Friday was similar. Son had a soccer game and Daughter was racing - in another town 45 minutes away. Hubby and I felt it was important to attend Son's soccer game over going racing. He's still in high school, and  we made it a point not to miss any of her high school events. Daughter thought we should split duty so one of us could be at each event, and a part of me agreed, but I struggled to make it happen. I told her repeatedly that I really wanted to be there - for both of them. I was worried about both of them getting hurt. But I was struggling with what was the right thing to do. She finally said she was going to let it go, that she was struggling with at least one of us not being there, but that she understood. I don't honestly know if she did or not, but she seemed to accept it. 

I'm still feeling guilty. Son's soccer game didn't get over until later than normal - too late for us to drive to her race. And by the time we got home, she had texted me to tell me she had hit the wall - hard. Believe me, those are not words any mother of a race car driver wants to hear! Guilt flooded through me. I wasn't there when I should have been. Even knowing I couldn't control what happened didn't make it any easier. She had both right side wheels up on the wall, and almost rolled the car coming out of turn four. Once I was sure she was alright, part of me was thinking "Thank God I wasn't there!" I would probably have embarrassed her by running out on the track to be sure she was ok. And then I felt more guilty for thinking that way.  I should have been there.

I need to be cloned, complete with built-in osmosis so whatever my clone feels/does/observes is transmitted to the real me. I don't want to miss anything my kids do. I thought it would get easier as they got older, but I was wrong. I still want to be there with them, to see them actively pursuing their interests, their dreams. I don't want to miss any of it, but sometimes it's just not possible to be two places at once.

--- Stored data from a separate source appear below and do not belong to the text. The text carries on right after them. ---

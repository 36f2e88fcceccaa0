// src/ingest/queries.rs
//! Search query rotation per category.

use rand::seq::IndexedRandom;
use rand::Rng;

use crate::model::Category;

pub fn queries_for(category: Category) -> &'static [&'static str] {
    match category {
        Category::Tech => &[
            "technology innovation",
            "tech startup",
            "software development",
            "digital technology",
            "tech industry",
            "emerging technology",
        ],
        Category::Finance => &[
            "business finance",
            "stock market",
            "financial technology",
            "investment news",
            "venture capital",
            "startup funding",
        ],
        Category::Science => &[
            "scientific discovery",
            "research breakthrough",
            "space exploration",
            "quantum computing",
            "scientific innovation",
            "research development",
        ],
        Category::Health => &[
            "healthcare innovation",
            "medical technology",
            "health research",
            "digital health",
            "medical breakthrough",
            "healthcare startup",
        ],
        Category::Ai => &[
            "artificial intelligence",
            "machine learning",
            "AI technology",
            "neural networks",
            "AI research",
            "deep learning",
        ],
    }
}

/// Pick one query for `category` at random.
pub fn pick_query<R: Rng + ?Sized>(category: Category, rng: &mut R) -> &'static str {
    queries_for(category)
        .choose(rng)
        .copied()
        .unwrap_or_else(|| category.as_str())
}

#[cfg(test)]
mod tests {
    use super::*;

    #[test]
    fn every_category_has_queries_and_pick_stays_in_table() {
        let mut rng = rand::rng();
        for c in Category::ALL {
            assert!(!queries_for(c).is_empty());
            let q = pick_query(c, &mut rng);
            assert!(queries_for(c).contains(&q));
        }
    }
}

Guilt is a terrible thing. I really can't win for losing.

Monday, July 16, 2012

Heat Waves


The last two weeks have been crazy busy, not to mention ridiculously hot!

We started July off with a 6:30 AM Sunday morning phone call from my father-in-law. He was on his golf cart, stranded in between two corn fields - out of gas. He couldn't reach his wife on the phone, so he called Hubby to come get him. I was worried that he'd take off walking and get really lost, especially since it takes us 40-45 minutes to get to his house. But Hubby talked until he had a pretty good idea where my father-in-law was, and then he went to rescue him. By the time he got there, my father-in-law had been able to reach his wife on her cell phone and she had taken him gas so he could make it home. Wasted trip.

That afternoon, we went back. The family was gathering to celebrate my father-in-law's birthday and a late Father's Day. We spent about 3 and a half hours there, and I was extremely disappointed that so few family members attempted to talk to my father-in-law. I know he isn't always aware of what's going on around him. I know he tells the same story over and over again, not realizing it. But he is still their father, and he's not going to be around forever. I spent more time talking with him than anyone else. All I could think about was how awful it must be for him, especially if he realizes what's going on around him. I was so mad, I had my own mini heatwave going on.

A good part of the last two weeks has been spent on soccer.  July is summer soccer month. Son has had practices and games smack in the middle of some of the hottest parts of the days! Of course, no part of the day has been really cool, so that's easy to do. Our team is off to a great start so far.  We lost only one player from last year, so our team is really strong and works well together - for the most part. We spent the last two days at a tournament, where we won 4 out of 5 games. We are really proud of the kids for playing hard and keeping focused on their goal: winning. They did it with class and good sportsmanship, which is more than I can say for some of the other teams, and their parents.

Daughter took about a month off from racing, but finished 10th on Friday night - her best finish yet! She plans to race again this Friday, but Son also has a soccer game, so I need to be cloned. I really don't want to miss either one of their events. Not being there scares me. Anybody want to stand in for me?

On the home front, I've been coping a little better with Son driving, and with letting Daughter grow up. It's not an easy thing for this Referee to do, but I'm learning...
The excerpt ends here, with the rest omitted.